“Our country is full” is a statement that is heard as a justification for not accepting any more migrants and refugees. According to this opinion, European countries do not have capacity to accept more newcomers, who put pressure on infrastructure – and especially housing. But when we look more closely, can it really be said that Europe is full?
Youth NGO #LifeSeekers is running a campaign calling on those who, asylum-seekers or not, desire a better future, and agree that "European governments should focus on the real problems facing our societies, and stop scapegoating migrants and refugees."
"For a new approach to problems facing young people in Europe today. We want policy-makers to take positive action to solve these problems and to stop blaming migrants and refugees. Whether or not we are asylum-seekers, we are all Life Seekers, who want the freedom and power to shape our own futures."
Over 48% of young people aged 18-34 in the EU still live with their parents,
No more space?
According to data from the censuses conducted across Europe in 2011, there are at least 15.8 million verified empty homes in Europe; in other words, there are enough empty homes in Europe to house all the asylum seekers that arrived in Europe last year, and all of Europe’s 4 million homeless people, several times over.
Currently many Europeans are struggling with the housing market.
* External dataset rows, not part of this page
/// Stage of the playback state machine.
#[derive(Clone, Copy, Debug, PartialEq, Eq)]
pub(crate) enum Phase {
    /// No run in progress.
    Idle,
    /// Revealing the visit order.
    Visit,
    /// Revealing the path.
    Path,
}

/// Animation state for replaying a search outcome.
///
/// This structure keeps the outcome being replayed, the position reached within the current phase
/// and the cells revealed so far. At most one run plays at a time: [`Playback::start`] refuses new
/// runs until the previous one has revealed its whole path.
#[derive(Debug)]
pub(crate) struct Playback {
    /// Current stage of the state machine.
    ///
    /// This field decides which sequence of the [`outcome`](Playback::outcome) is being consumed
    /// and which interval separates two ticks. Any stage other than [`Phase::Idle`] counts as a
    /// run in progress.
    phase: Phase,
    /// Algorithm whose outcome is being shown, if any run was started.
    algorithm: Option<Algorithm>,
    /// Outcome being replayed.
    ///
    /// This field holds the visit order and the path of the last accepted run. It is kept after
    /// the run ends so the finished board can still be described.
    outcome: SearchOutcome,
    /// Start of the grid the outcome belongs to.
    start: Cell,
    /// Goal of the grid the outcome belongs to.
    goal: Cell,
    /// Position of the next cell to consume in the current phase.
    ///
    /// This field indexes into the visit order during [`Phase::Visit`] and into the path during
    /// [`Phase::Path`], and goes back to zero on every phase change.
    next: usize,
    /// Visited cells revealed so far, start and goal excluded.
    ///
    /// This field holds the cells the board highlights as explored, in the order they were
    /// consumed. It is only cleared when a new run starts or the current one is cancelled.
    revealed_visits: Vec<Cell>,
    /// Path cells revealed so far, start and goal excluded.
    ///
    /// This field holds the cells the board highlights as part of the route, drawn over the
    /// visited highlights.
    revealed_path: Vec<Cell>,
    /// Delay between two ticks of the visit phase.
    visit_interval: Duration,
    /// Delay between two ticks of the path phase.
    path_interval: Duration,
    /// Deadline of the last tick, or the time the run started.
    ///
    /// This field anchors the tick schedule. The next tick is due one phase interval after it, and
    /// each tick moves it forward by exactly that interval.
    last_update_time: Instant,
}

impl Default for Playback {
    fn default() -> Self {
        Self::new(
            Duration::from_millis(VISIT_INTERVAL_MS),
            Duration::from_millis(PATH_INTERVAL_MS),
        )
    }
}

impl Playback {
    /// Creates an idle playback with the given tick intervals.
    pub(crate) fn new(visit_interval: Duration, path_interval: Duration) -> Self {
        Self {
            phase: Phase::Idle,
            algorithm: None,
            outcome: SearchOutcome::default(),
            start: Cell::new(0, 0),
            goal: Cell::new(0, 0),
            next: 0,
            revealed_visits: Vec::new(),
            revealed_path: Vec::new(),
            visit_interval,
            path_interval,
            last_update_time: Instant::now(),
        }
    }

    /// Current stage of the state machine.
    pub(crate) const fn phase(&self) -> Phase {
        self.phase
    }

    /// Checks whether a run is being played.
    pub(crate) fn is_running(&self) -> bool {
        self.phase != Phase::Idle
    }

    /// Algorithm of the last started run.
    pub(crate) const fn algorithm(&self) -> Option<Algorithm> {
        self.algorithm
    }

    /// Outcome of the last started run.
    pub(crate) const fn outcome(&self) -> &SearchOutcome {
        &self.outcome
    }

    /// Position reached within the current phase, and the length of the phase's sequence.
    pub(crate) fn progress(&self) -> (usize, usize) {
        let total = match self.phase {
            Phase::Idle => 0,
            Phase::Visit => self.outcome.visit_order.len(),
            Phase::Path => self.outcome.path.len(),
        };

        (self.next, total)
    }

    /// Visited cells revealed so far.
    pub(crate) fn revealed_visits(&self) -> &[Cell] {
        &self.revealed_visits
    }

    /// Path cells revealed so far.
    pub(crate) fn revealed_path(&self) -> &[Cell] {
        &self.revealed_path
    }

    /// Starts replaying a search outcome.
    ///
    /// Returns `false` and leaves the current run untouched if one is still playing. Otherwise the
    /// highlights of the previous run are dropped and the visit phase begins.
    pub(crate) fn start(
        &mut self,
        algorithm: Algorithm,
        outcome: SearchOutcome,
        grid: &Grid,
    ) -> bool {
        if self.is_running() {
            debug!("ignoring {} request, playback in progress", algorithm.label());
            return false;
        }

        info!(
            "playing {}: {} visited cells, {} path cells",
            algorithm.label(),
            outcome.visit_order.len(),
            outcome.path.len()
        );

        self.algorithm = Some(algorithm);
        self.outcome = outcome;
        self.start = grid.start();
        self.goal = grid.goal();
        self.revealed_visits.clear();
        self.revealed_path.clear();
        self.next = 0;
        self.phase = Phase::Visit;
        self.last_update_time = Instant::now();
        self.settle();

        true
    }

    /// Stops the current run and drops every highlight.
    pub(crate) fn cancel(&mut self) {
        if self.is_running() {
            debug!("cancelling playback during {:?} phase", self.phase);
        }

        self.phase = Phase::Idle;
        self.algorithm = None;
        self.outcome = SearchOutcome::default();
        self.next = 0;
        self.revealed_visits.clear();
        self.revealed_path.clear();
    }

    /// Advances the playback by every tick that has come due.
    pub(crate) fn update(&mut self) {
        self.update_at(Instant::now());
    }

    /// Advances the playback by every tick that has come due at `now`.
    ///
    /// Ticks are scheduled from the previous deadline rather than from the time they were noticed,
    /// so a late caller does not slow the animation down. A caller that wakes up less often than
    /// the interval gets several ticks at once.
    pub(crate) fn update_at(&mut self, now: Instant) {
        while let Some(deadline) = self.next_deadline() {
            if now < deadline {
                break;
            }

            self.last_update_time = deadline;
            let _ = self.step();
        }
    }

    /// Time at which the next tick is due, or `None` when no run is playing.
    pub(crate) fn next_deadline(&self) -> Option<Instant> {
        let interval = match self.phase {
            Phase::Idle => return None,
            Phase::Visit => self.visit_interval,
            Phase::Path => self.path_interval,
        };

        self.last_update_time.checked_add(interval)
    }

    /// Consumes the next cell of the current phase regardless of timing.
    ///
    /// Returns the cell that became highlighted. Start and goal are consumed like any other cell
    /// but never highlighted, so `None` is also returned for them.
    pub(crate) fn step(&mut self) -> Option<Cell> {
        let sequence = match self.phase {
            Phase::Idle => return None,
            Phase::Visit => &self.outcome.visit_order,
            Phase::Path => &self.outcome.path,
        };

        let cell = sequence
            .get(self.next)
            .copied()
            .filter(|cell| *cell != self.start && *cell != self.goal);
        self.next += 1;

        if let Some(cell) = cell {
            match self.phase {
                Phase::Visit => self.revealed_visits.push(cell),
                Phase::Path => self.revealed_path.push(cell),
                Phase::Idle => {}
            }
        }
        self.settle();

        cell
    }

    /// Moves on to the next phase once the current sequence is exhausted.
    ///
    /// An empty path skips the path phase entirely.
    fn settle(&mut self) {
        if self.phase == Phase::Visit && self.next >= self.outcome.visit_order.len() {
            trace!("visit order exhausted after {} cells", self.next);
            self.phase = Phase::Path;
            self.next = 0;
        }

        if self.phase == Phase::Path && self.next >= self.outcome.path.len() {
            info!("playback finished, path of {} cells", self.outcome.path.len());
            self.phase = Phase::Idle;
            self.next = 0;
        }
    }
}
It is extremely difficult for many to buy or rent a home, thanks to problems including housing speculation - where investors buy houses to use simply as assets to be sold on when their value increases - as well as a bad economic situation and unstable employment.
"What seems clear is that this market is not working for European people, and migrants and refugees are not the cause of the problem," say #LifeSeekers in their campaign manifesto.
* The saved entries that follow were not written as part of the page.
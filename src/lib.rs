//! Terminal visualizer for depth-first and breadth-first search on a grid maze.
//!
//! The crate runs either search over a small maze and replays the result in two timed phases:
//! first every cell in the order it was explored, then the path from the start to the goal. The
//! [`App`] drives the interactive terminal interface, while [`solve_report`] prints the outcome of
//! a single search without opening it.

#![expect(
    clippy::cargo_common_metadata,
    reason = "Temporary allow during development."
)]

mod app;
mod config;
mod events;
mod grid;
mod playback;
mod render;
mod report;
mod search;
mod types;
mod ui;

pub use app::App;
pub use config::Config;
pub use report::solve_report;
Over 48% of young people aged 18-34 in the EU still live with their parents, unable to truly realise their independence. Meanwhile, there are millions of homes sitting empty.
"This unfair housing market is especially serious for young people in Europe. Ever-rising rents mean that living situations for most young Europeans are unstable: over 48% of young people aged 18-34 in the EU still live with their parents, unable to truly realise their independence," say #LifeSeekers.
Meanwhile, there are millions of homes sitting empty.
The European housing market is clearly not working for people, leaving millions homeless and millions more paying higher and higher rents. The question is should we really be blaming so many of our problems on migration?